The district court observed that Dr. Murphy identified several factors for which the risk “greatly exceed[ed] the risk of developing diabetes associated with Lipitor.” Yet she nevertheless concluded that Lipitor use was a substantial cause of Ms. Hempstead’s diabetes. The court concluded that “[t]he powerful evidence that Plaintiff’s many other risk factors can independently cause diabetes and cannot be ruled out … undermine Dr. Murphy’s testimony. The gap between the available scientific evidence and Dr. Murphy’s opinions [is] too great to survive a Rule 702 review.”
Although Dr. Murphy had dispensed with certain risk factors—such as age and BMI—by invoking studies that ostensibly show that Lipitor use increases the risk of diabetes even after adjusting for those factors, the Fourth Circuit called her to task for conflating general and specific causation. As the court explained, “these explanations (even if true) do not accomplish the specific causation expert’s task: accounting for the development of the disease in a particular plaintiff. That Lipitor may cause an increased risk of diabetes notwithstanding certain other risk factors is insufficient to conclude that the drug was a substantial contributing factor in an individual patient. To hold otherwise would obviate the need for any specific causation evidence at all.”

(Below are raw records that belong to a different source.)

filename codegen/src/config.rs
use core::fmt;

use crate::error::CodeGenError;

/// Order in which the five lanes of a plane go through ρ/π and χ.
#[derive(Clone, Copy, Debug, Default, PartialEq, Eq)]
pub enum ScheduleType {
    /// All five B lanes of the plane are computed, then the five χ outputs.
    /// Best when plenty of registers are available.
    #[default]
    One,
    /// Each B lane is computed just before the first χ output that reads it.
    /// Best when registers are scarce.
    Two,
}

impl TryFrom<u32> for ScheduleType {
    type Error = CodeGenError;

    fn try_from(value: u32) -> Result<Self, Self::Error> {
        match value {
            1 => Ok(Self::One),
            2 => Ok(Self::Two),
            _ => Err(CodeGenError::InvalidScheduleType(value)),
        }
    }
}

impl fmt::Display for ScheduleType {
    fn fmt(&self, f: &mut fmt::Formatter<'_>) -> fmt::Result {
        match self {
            Self::One => write!(f, "1"),
            Self::Two => write!(f, "2"),
        }
    }
}

/// One step of the per-plane schedule.
#[derive(Clone, Copy, Debug, PartialEq, Eq)]
pub(crate) enum PlaneStep {
    /// Compute `B[x, y]` from the A lane that π moves there.
    Load(usize),
    /// Compute `E[x, y]` with χ.
    Chi(usize),
}

impl ScheduleType {
    /// The ten steps needed for one plane, in emission order.
    pub(crate) const fn plane_steps(self) -> [PlaneStep; 10] {
        use PlaneStep::{Chi, Load};
        match self {
            Self::One => [
                Load(0),
                Load(1),
                Load(2),
                Load(3),
                Load(4),
                Chi(0),
                Chi(1),
                Chi(2),
                Chi(3),
                Chi(4),
            ],
            // χ at x reads B at x, x + 1 and x + 2.
            Self::Two => [
                Load(0),
                Load(1),
                Load(2),
                Chi(0),
                Load(3),
                Chi(1),
                Load(4),
                Chi(2),
                Chi(3),
                Chi(4),
            ],
        }
    }
}

/// How the generated code is shaped.
#[derive(Clone, Copy, Debug, PartialEq, Eq)]
pub struct CodeGenConfig {
    /// Number of words each lane is split into. Must divide the lane size.
    pub(crate) interleaving_factor: usize,
    /// Write bitwise operations as macros such as `XOR64(a, b)` instead of C operators.
    pub(crate) output_macros: bool,
    pub(crate) schedule: ScheduleType,
}

impl Default for CodeGenConfig {
    fn default() -> Self {
        Self {
            interleaving_factor: 1,
            output_macros: false,
            schedule: ScheduleType::One,
        }
    }
}

impl CodeGenConfig {
    pub const fn interleaving_factor(&self) -> usize {
        self.interleaving_factor
    }

    pub const fn output_macros(&self) -> bool {
        self.output_macros
    }

    pub const fn schedule(&self) -> ScheduleType {
        self.schedule
    }
}
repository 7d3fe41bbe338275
use crate::domain::model::{
    AuditStatus, ForecastMatrix, ForecastResult, ProjectAuditEntry, RowRejection, ValueWarning,
};
use crate::utils::error::{ForecastError, Result};
use rust_decimal::prelude::ToPrimitive;
use rust_decimal::Decimal;
use rust_xlsxwriter::{Format, FormatAlign, FormatBorder, Workbook, Worksheet};
use serde::Serialize;
use std::io::Write;
use zip::write::{FileOptions, ZipWriter};

pub const PROJECTION_SHEET: &str = "Proyeccion";
pub const AUDIT_SHEET: &str = "Auditoria";
const MONEY_FORMAT: &str = "#,##0.00";
const MONEY_COLUMN_WIDTH: f64 = 15.0;

fn header_row(matrix: &ForecastMatrix) -> Vec<String> {
    let mut headers = vec![
        "Proyecto".to_string(),
        "Hito".to_string(),
        "Monto Hito".to_string(),
    ];
    headers.extend(matrix.months.iter().map(ToString::to_string));
    headers
}

/// 千分位加兩位小數，例如 `1,234,567.89`
pub fn format_amount(value: Decimal) -> String {
    let fixed = format!("{:.2}", value.round_dp(2));
    let (sign, digits) = match fixed.strip_prefix('-') {
        Some(rest) => ("-", rest),
        None => ("", fixed.as_str()),
    };
    let (int_part, frac_part) = digits.split_once('.').unwrap_or((digits, "00"));

    let mut grouped = String::with_capacity(int_part.len() + int_part.len() / 3);
    for (i, c) in int_part.chars().enumerate() {
        if i > 0 && (int_part.len() - i) % 3 == 0 {
            grouped.push(',');
        }
        grouped.push(c);
    }
    format!("{}{}.{}", sign, grouped, frac_part)
}

fn money(value: Decimal) -> f64 {
    value.to_f64().unwrap_or_default()
}

fn write_projection_sheet(sheet: &mut Worksheet, result: &ForecastResult, totals_label: &str) -> Result<()> {
    let matrix = &result.matrix;
    let header = Format::new()
        .set_bold()
        .set_align(FormatAlign::Center)
        .set_border(FormatBorder::Thin);
    let amount = Format::new().set_num_format(MONEY_FORMAT);
    let total_amount = Format::new().set_num_format(MONEY_FORMAT).set_bold();

    sheet.set_name(PROJECTION_SHEET)?;
    for (col, title) in header_row(matrix).iter().enumerate() {
        sheet.write_string_with_format(0, col as u16, title, &header)?;
    }

    for (i, row) in matrix.rows.iter().enumerate() {
        let r = i as u32 + 1;
        sheet.write_string(r, 0, &row.project)?;
        sheet.write_string(r, 1, &row.milestone_name)?;
        sheet.write_number_with_format(r, 2, money(row.milestone_amount), &amount)?;
        for (j, month) in matrix.months.iter().enumerate() {
            let value = row.monthly_amounts.get(month).copied().unwrap_or_default();
            sheet.write_number_with_format(r, 3 + j as u16, money(value), &amount)?;
        }
    }

    let r = matrix.rows.len() as u32 + 1;
    sheet.write_string_with_format(r, 0, totals_label, &Format::new().set_bold())?;
    sheet.write_number_with_format(r, 2, money(matrix.totals.milestone_amount), &total_amount)?;
    for (j, month) in matrix.months.iter().enumerate() {
        let value = matrix.totals.monthly_amounts.get(month).copied().unwrap_or_default();
        sheet.write_number_with_format(r, 3 + j as u16, money(value), &total_amount)?;
    }

    sheet.set_column_width(0, 25)?;
    sheet.set_column_width(1, 25)?;
    for col in 2..3 + matrix.months.len() as u16 {
        sheet.set_column_width(col, MONEY_COLUMN_WIDTH)?;
    }
    sheet.set_freeze_panes(1, 3)?;
    Ok(())
}

fn write_audit_sheet(sheet: &mut Worksheet, entries: &[ProjectAuditEntry]) -> Result<()> {
    let header = Format::new().set_bold().set_border(FormatBorder::Thin);
    let percent = Format::new().set_num_format("0.00");

    sheet.set_name(AUDIT_SHEET)?;
    for (col, title) in ["Proyecto", "Suma %", "Hitos", "Estado"].iter().enumerate() {
        sheet.write_string_with_format(0, col as u16, *title, &header)?;
    }
    for (i, entry) in entries.iter().enumerate() {
        let r = i as u32 + 1;
        let status = match entry.status {
            AuditStatus::Balanced => "OK",
            AuditStatus::Unbalanced => "REVISAR",
        };
        sheet.write_string(r, 0, &entry.project)?;
        sheet.write_number_with_format(r, 1, money(entry.percent_total), &percent)?;
        sheet.write_number(r, 2, entry.milestones as f64)?;
        sheet.write_string(r, 3, status)?;
    }
    sheet.set_column_width(0, 25)?;
    Ok(())
}

/// Projection workbook: a `Proyeccion` sheet with the matrix and a `TOTAL MENSUAL` style row,
/// plus an `Auditoria` sheet with the per-project sums.
pub fn render_xlsx(result: &ForecastResult, totals_label: &str) -> Result<Vec<u8>> {
    let mut workbook = Workbook::new();

    write_projection_sheet(workbook.add_worksheet(), result, totals_label)?;
    write_audit_sheet(workbook.add_worksheet(), &result.audit.entries)?;

    Ok(workbook.save_to_buffer()?)
}

/// Same table as the workbook, numbers written as plain 2-decimal values.
pub fn render_csv(result: &ForecastResult, totals_label: &str) -> Result<Vec<u8>> {
    let matrix = &result.matrix;
    let mut writer = csv::Writer::from_writer(Vec::new());

    writer.write_record(header_row(matrix))?;
    for row in &matrix.rows {
        let mut fields = vec![
            row.project.clone(),
            row.milestone_name.clone(),
            format!("{:.2}", row.milestone_amount),
        ];
        fields.extend(matrix.months.iter().map(|m| {
            format!("{:.2}", row.monthly_amounts.get(m).copied().unwrap_or_default())
        }));
        writer.write_record(&fields)?;
    }

    let mut totals = vec![
        totals_label.to_string(),
        String::new(),
        format!("{:.2}", matrix.totals.milestone_amount),
    ];
    totals.extend(matrix.months.iter().map(|m| {
        format!("{:.2}", matrix.totals.monthly_amounts.get(m).copied().unwrap_or_default())
    }));
    writer.write_record(&totals)?;

    writer
        .into_inner()
        .map_err(|e| ForecastError::IoError(e.into_error()))
}

#[derive(Serialize)]
struct AuditDocument<'a> {
    generated_at: String,
    projects: &'a [ProjectAuditEntry],
    rejected_rows: &'a [RowRejection],
    value_warnings: &'a [ValueWarning],
}

pub fn render_audit_json(result: &ForecastResult) -> Result<Vec<u8>> {
    let document = AuditDocument {
        generated_at: chrono::Local::now().to_rfc3339(),
        projects: &result.audit.entries,
        rejected_rows: &result.rejections,
        value_warnings: &result.warnings,
    };
    Ok(serde_json::to_vec_pretty(&document)?)
}

pub fn bundle_zip(files: &[(String, Vec<u8>)]) -> Result<Vec<u8>> {
    let mut zip = ZipWriter::new(std::io::Cursor::new(Vec::new()));
    for (name, data) in files {
        zip.start_file::<_, ()>(name.as_str(), FileOptions::default())?;
        zip.write_all(data)?;
    }
    let cursor = zip.finish()?;
    Ok(cursor.into_inner())
}

#[cfg(test)]
mod tests {
    use super::*;
    use crate::core::forecast::{run_forecast, ForecastOptions};
    use crate::domain::model::{RawTable, Record};
    use crate::utils::error::REQUIRED_COLUMNS;
    use rust_decimal_macros::dec;
    use serde_json::json;

    fn sample_result() -> ForecastResult {
        let mut record = Record::default();
        for (column, value) in REQUIRED_COLUMNS.iter().zip([
            json!("Proyecto A"),
            json!(7000),
            json!("Hito 1"),
            json!(10),
            json!("2025-01-28"),
            json!("2025-02-03"),
        ]) {
            record.data.insert(column.to_string(), value);
        }
        let table = RawTable {
            headers: REQUIRED_COLUMNS.iter().map(|c| c.to_string()).collect(),
            records: vec![record],
        };
        run_forecast(&table, &ForecastOptions::default()).unwrap()
    }

    #[test]
    fn test_format_amount() {
        assert_eq!(format_amount(dec!(1234567.891)), "1,234,567.89");
        assert_eq!(format_amount(dec!(400)), "400.00");
        assert_eq!(format_amount(dec!(-1500.5)), "-1,500.50");
        assert_eq!(format_amount(Decimal::ZERO), "0.00");
    }

    #[test]
    fn test_render_csv_layout() {
        let csv = String::from_utf8(render_csv(&sample_result(), "TOTAL MENSUAL").unwrap()).unwrap();
        let lines: Vec<&str> = csv.lines().collect();

        assert_eq!(lines[0], "Proyecto,Hito,Monto Hito,2025-01,2025-02");
        assert_eq!(lines[1], "Proyecto A,Hito 1,700.00,400.00,300.00");
        assert_eq!(lines[2], "TOTAL MENSUAL,,700.00,400.00,300.00");
    }

    #[test]
    fn test_render_audit_json() {
        let json: serde_json::Value =
            serde_json::from_slice(&render_audit_json(&sample_result()).unwrap()).unwrap();
        assert_eq!(json["projects"][0]["project"], "Proyecto A");
        assert_eq!(json["projects"][0]["status"], "unbalanced");
        assert!(json["rejected_rows"].as_array().unwrap().is_empty());
    }

    #[test]
    fn test_render_xlsx_produces_workbook() {
        let bytes = render_xlsx(&sample_result(), "TOTAL MENSUAL").unwrap();
        // xlsx 為 zip 容器
        assert_eq!(&bytes[..2], b"PK");
    }

    #[test]
    fn test_bundle_zip() {
        let files = vec![
            ("a.csv".to_string(), b"x".to_vec()),
            ("b.json".to_string(), b"{}".to_vec()),
        ];
        let bytes = bundle_zip(&files).unwrap();
        let archive = zip::ZipArchive::new(std::io::Cursor::new(bytes)).unwrap();
        assert_eq!(archive.len(), 2);
    }
}
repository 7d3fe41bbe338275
use crate::utils::error::{ForecastError, Result};

pub trait Validate {
    fn validate(&self) -> Result<()>;
}

pub const INPUT_EXTENSIONS: [&str; 5] = ["xlsx", "xlsm", "xls", "ods", "csv"];
pub const OUTPUT_FORMATS: [&str; 3] = ["xlsx", "csv", "json"];

pub fn validate_path(field_name: &str, path: &str) -> Result<()> {
    if path.is_empty() {
        return Err(ForecastError::InvalidConfigValueError {
            field: field_name.to_string(),
            value: path.to_string(),
            reason: "Path cannot be empty".to_string(),
        });
    }

    if path.contains('\0') {
        return Err(ForecastError::InvalidConfigValueError {
            field: field_name.to_string(),
            value: path.to_string(),
            reason: "Path contains null bytes".to_string(),
        });
    }

    Ok(())
}

pub fn validate_file_extension(field_name: &str, file: &str, allowed_extensions: &[&str]) -> Result<()> {
    let extension = std::path::Path::new(file)
        .extension()
        .and_then(|ext| ext.to_str())
        .map(|ext| ext.to_ascii_lowercase());

    match extension {
        Some(ext) if allowed_extensions.contains(&ext.as_str()) => Ok(()),
        Some(ext) => Err(ForecastError::InvalidConfigValueError {
            field: field_name.to_string(),
            value: file.to_string(),
            reason: format!(
                "Unsupported file extension: {}. Allowed extensions: {}",
                ext,
                allowed_extensions.join(", ")
            ),
        }),
        None => Err(ForecastError::InvalidConfigValueError {
            field: field_name.to_string(),
            value: file.to_string(),
            reason: "File has no extension or invalid filename".to_string(),
        }),
    }
}

pub fn validate_output_formats(field_name: &str, formats: &[String]) -> Result<()> {
    if formats.is_empty() {
        return Err(ForecastError::MissingConfigError {
            field: field_name.to_string(),
        });
    }

    for format in formats {
        if !OUTPUT_FORMATS.contains(&format.as_str()) {
            return Err(ForecastError::InvalidConfigValueError {
                field: field_name.to_string(),
                value: format.clone(),
                reason: format!(
                    "Unsupported format. Valid formats: {}",
                    OUTPUT_FORMATS.join(", ")
                ),
            });
        }
    }
    Ok(())
}

pub fn validate_non_empty_string(field_name: &str, value: &str) -> Result<()> {
    if value.trim().is_empty() {
        return Err(ForecastError::InvalidConfigValueError {
            field: field_name.to_string(),
            value: value.to_string(),
            reason: "Value cannot be empty or whitespace-only".to_string(),
        });
    }
    Ok(())
}

pub fn validate_range<T: PartialOrd + std::fmt::Display + Copy>(
    field_name: &str,
    value: T,
    min: T,
    max: T,
) -> Result<()> {
    if value < min || value > max {
        return Err(ForecastError::InvalidConfigValueError {
            field: field_name.to_string(),
            value: value.to_string(),
            reason: format!("Value must be between {} and {}", min, max),
        });
    }
    Ok(())
}
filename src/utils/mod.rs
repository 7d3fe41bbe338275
pub mod error;
pub mod logger;
pub mod monitor;
pub mod validation;
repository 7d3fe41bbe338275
use crate::adapters::{report_writer, table_reader};
use crate::core::forecast::{run_forecast, ForecastOptions};
use crate::core::{ConfigProvider, ForecastResult, Pipeline, RawTable, Storage};
use crate::utils::error::{ForecastError, Result};
use rust_decimal::prelude::FromPrimitive;
use rust_decimal::Decimal;

/// 讀取里程碑試算表、計算月度攤提並輸出報表
pub struct MilestonePipeline<S: Storage, C: ConfigProvider> {
    pub(crate) storage: S,
    pub(crate) config: C,
}

impl<S: Storage, C: ConfigProvider> MilestonePipeline<S, C> {
    pub fn new(storage: S, config: C) -> Self {
        Self { storage, config }
    }

    pub fn config(&self) -> &C {
        &self.config
    }

    fn options(&self) -> Result<ForecastOptions> {
        let tolerance = self.config.audit_tolerance();
        let tolerance_pct = Decimal::from_f64(tolerance).ok_or_else(|| {
            ForecastError::InvalidConfigValueError {
                field: "tolerance".to_string(),
                value: tolerance.to_string(),
                reason: "Tolerance must be a finite number".to_string(),
            }
        })?;

        Ok(ForecastOptions {
            scale_mode: self.config.scale_mode(),
            tolerance_pct,
            strict_dates: self.config.strict_dates(),
        })
    }

    fn render(&self, format: &str, result: &ForecastResult) -> Result<Vec<u8>> {
        match format {
            "xlsx" => report_writer::render_xlsx(result, self.config.totals_label()),
            "csv" => report_writer::render_csv(result, self.config.totals_label()),
            "json" => report_writer::render_audit_json(result),
            other => Err(ForecastError::InvalidConfigValueError {
                field: "output_formats".to_string(),
                value: other.to_string(),
                reason: "Unsupported format".to_string(),
            }),
        }
    }
}

#[async_trait::async_trait]
impl<S: Storage, C: ConfigProvider> Pipeline for MilestonePipeline<S, C> {
    async fn extract(&self) -> Result<RawTable> {
        let input = self.config.input_path();
        tracing::debug!("Reading input file: {}", input);

        let bytes = self.storage.read_file(input).await?;
        tracing::debug!("Read {} bytes", bytes.len());

        table_reader::read_table(&bytes, input, self.config.sheet())
    }

    async fn transform(&self, table: RawTable) -> Result<ForecastResult> {
        let options = self.options()?;
        tracing::debug!(
            "Scale mode: {}, tolerance: ±{}%, strict dates: {}",
            options.scale_mode,
            options.tolerance_pct,
            options.strict_dates
        );
        run_forecast(&table, &options)
    }

    async fn load(&self, result: &ForecastResult) -> Result<String> {
        let mut files = Vec::new();
        for format in self.config.output_formats() {
            let name = self.config.file_name(format);
            let data = self.render(format, result)?;
            tracing::debug!("Rendered {} ({} bytes)", name, data.len());
            files.push((name, data));
        }

        let output_dir = self.config.output_path().trim_end_matches('/');

        if let Some(bundle) = self.config.bundle_name() {
            tracing::debug!("Creating ZIP file with {} files", files.len());
            let zip_data = report_writer::bundle_zip(&files)?;
            self.storage.write_file(bundle, &zip_data).await?;
            return Ok(format!("{}/{}", output_dir, bundle));
        }

        for (name, data) in &files {
            self.storage.write_file(name, data).await?;
        }

        match files.as_slice() {
            [(name, _)] => Ok(format!("{}/{}", output_dir, name)),
            _ => Ok(output_dir.to_string()),
        }
    }
}

#[cfg(test)]
mod tests {
    use super::*;
    use crate::core::normalizer::ScaleMode;
    use std::collections::HashMap;
    use std::sync::Arc;
    use tokio::sync::Mutex;

    #[derive(Clone)]
    struct MockStorage {
        files: Arc<Mutex<HashMap<String, Vec<u8>>>>,
    }

    impl MockStorage {
        fn new() -> Self {
            Self {
                files: Arc::new(Mutex::new(HashMap::new())),
            }
        }

        async fn put_file(&self, path: &str, data: &[u8]) {
            self.files.lock().await.insert(path.to_string(), data.to_vec());
        }

        async fn get_file(&self, path: &str) -> Option<Vec<u8>> {
            self.files.lock().await.get(path).cloned()
        }
    }

    impl Storage for MockStorage {
        async fn read_file(&self, path: &str) -> Result<Vec<u8>> {
            let files = self.files.lock().await;
            files.get(path).cloned().ok_or_else(|| {
                ForecastError::IoError(std::io::Error::new(
                    std::io::ErrorKind::NotFound,
                    format!("File not found: {}", path),
                ))
            })
        }

        async fn write_file(&self, path: &str, data: &[u8]) -> Result<()> {
            self.put_file(path, data).await;
            Ok(())
        }
    }

    struct MockConfig {
        input_path: String,
        output_formats: Vec<String>,
        bundle: Option<String>,
        strict_dates: bool,
    }

    impl MockConfig {
        fn new(formats: &[&str]) -> Self {
            Self {
                input_path: "hitos.csv".to_string(),
                output_formats: formats.iter().map(|f| f.to_string()).collect(),
                bundle: None,
                strict_dates: false,
            }
        }
    }

    impl ConfigProvider for MockConfig {
        fn input_path(&self) -> &str {
            &self.input_path
        }

        fn sheet(&self) -> Option<&str> {
            None
        }

        fn output_path(&self) -> &str {
            "test_output"
        }

        fn output_formats(&self) -> &[String] {
            &self.output_formats
        }

        fn scale_mode(&self) -> ScaleMode {
            ScaleMode::PerValue
        }

        fn audit_tolerance(&self) -> f64 {
            1.0
        }

        fn strict_dates(&self) -> bool {
            self.strict_dates
        }

        fn totals_label(&self) -> &str {
            "TOTAL MENSUAL"
        }

        fn bundle_name(&self) -> Option<&str> {
            self.bundle.as_deref()
        }
    }

    const SAMPLE_CSV: &str = "Proyecto,Total Proyecto,Hito,% del Proyecto,Fecha Inicio,Fecha Fin\n\
        Proyecto A,150000,Hito 1,20,2025-01-01,2025-01-31\n\
        Proyecto A,150000,Hito 2,80,2025-02-01,2025-02-28\n\
        Proyecto B,80000,Fase Única,1.0,2025-02-10,2025-02-10\n";

    async fn pipeline_with(config: MockConfig, input: &str) -> (MilestonePipeline<MockStorage, MockConfig>, MockStorage) {
        let storage = MockStorage::new();
        storage.put_file("hitos.csv", input.as_bytes()).await;
        (MilestonePipeline::new(storage.clone(), config), storage)
    }

    #[tokio::test]
    async fn test_extract_reads_input_table() {
        let (pipeline, _) = pipeline_with(MockConfig::new(&["csv"]), SAMPLE_CSV).await;

        let table = pipeline.extract().await.unwrap();
        assert_eq!(table.headers.len(), 6);
        assert_eq!(table.records.len(), 3);
    }

    #[tokio::test]
    async fn test_extract_missing_file() {
        let pipeline = MilestonePipeline::new(MockStorage::new(), MockConfig::new(&["csv"]));
        let err = pipeline.extract().await.unwrap_err();
        assert!(matches!(err, ForecastError::IoError(_)));
    }

    #[tokio::test]
    async fn test_transform_builds_matrix_and_audit() {
        let (pipeline, _) = pipeline_with(MockConfig::new(&["csv"]), SAMPLE_CSV).await;

        let table = pipeline.extract().await.unwrap();
        let result = pipeline.transform(table).await.unwrap();

        assert_eq!(result.matrix.rows.len(), 3);
        assert_eq!(result.matrix.months.len(), 2);
        assert_eq!(result.audit.entries.len(), 2);
        assert!(result.audit.entries.iter().all(|e| e.is_balanced()));
    }

    #[tokio::test]
    async fn test_load_writes_each_format() {
        let (pipeline, storage) = pipeline_with(MockConfig::new(&["xlsx", "csv", "json"]), SAMPLE_CSV).await;

        let table = pipeline.extract().await.unwrap();
        let result = pipeline.transform(table).await.unwrap();
        let output = pipeline.load(&result).await.unwrap();

        assert_eq!(output, "test_output");
        assert!(storage.get_file("reporte_proyeccion.xlsx").await.is_some());
        assert!(storage.get_file("reporte_proyeccion.csv").await.is_some());
        assert!(storage.get_file("auditoria.json").await.is_some());
    }

    #[tokio::test]
    async fn test_load_single_format_returns_file_path() {
        let (pipeline, _) = pipeline_with(MockConfig::new(&["csv"]), SAMPLE_CSV).await;

        let table = pipeline.extract().await.unwrap();
        let result = pipeline.transform(table).await.unwrap();

        let output = pipeline.load(&result).await.unwrap();
        assert_eq!(output, "test_output/reporte_proyeccion.csv");
    }

    #[tokio::test]
    async fn test_load_with_bundle() {
        let mut config = MockConfig::new(&["csv", "json"]);
        config.bundle = Some("reporte.zip".to_string());
        let (pipeline, storage) = pipeline_with(config, SAMPLE_CSV).await;

        let table = pipeline.extract().await.unwrap();
        let result = pipeline.transform(table).await.unwrap();
        let output = pipeline.load(&result).await.unwrap();

        assert_eq!(output, "test_output/reporte.zip");
        assert!(storage.get_file("reporte_proyeccion.csv").await.is_none());

        let zip_bytes = storage.get_file("reporte.zip").await.unwrap();
        let mut archive = zip::ZipArchive::new(std::io::Cursor::new(zip_bytes)).unwrap();
        let mut names: Vec<String> = (0..archive.len())
            .map(|i| archive.by_index(i).unwrap().name().to_string())
            .collect();
        names.sort();
        assert_eq!(names, vec!["auditoria.json", "reporte_proyeccion.csv"]);
    }

    #[tokio::test]
    async fn test_strict_dates_from_config() {
        let input = "Proyecto,Total Proyecto,Hito,% del Proyecto,Fecha Inicio,Fecha Fin\n\
            Proyecto A,1000,Hito 1,100,2025-03-10,2025-03-01\n";
        let mut config = MockConfig::new(&["csv"]);
        config.strict_dates = true;
        let (pipeline, _) = pipeline_with(config, input).await;

        let table = pipeline.extract().await.unwrap();
        let err = pipeline.transform(table).await.unwrap_err();
        assert!(matches!(err, ForecastError::DateRangeError { .. }));
    }
}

The appeals court explained that the district court “found that Dr. Murphy’s report appeared to dismiss other possible causes in favor of Lipitor in a cursory fashion that appeared closer to an ipse dixit than a reasoned scientific analysis. Dr. Murphy’s conclusions focused almost exclusively on the fact that Ms. Hempstead took the drug and later developed the disease, rather than explaining what led her to believe that it was a substantial contributing factor as compared to other possible causes. Simply put, Daubert requires more.”
As the foregoing summary reflects, the Fourth Circuit’s decision is a treasure trove of helpful insights about inappropriate, result-oriented expert testimony. This decision not only should help rein in such testimony within the Fourth Circuit, but also should serve as a model for judges throughout the country.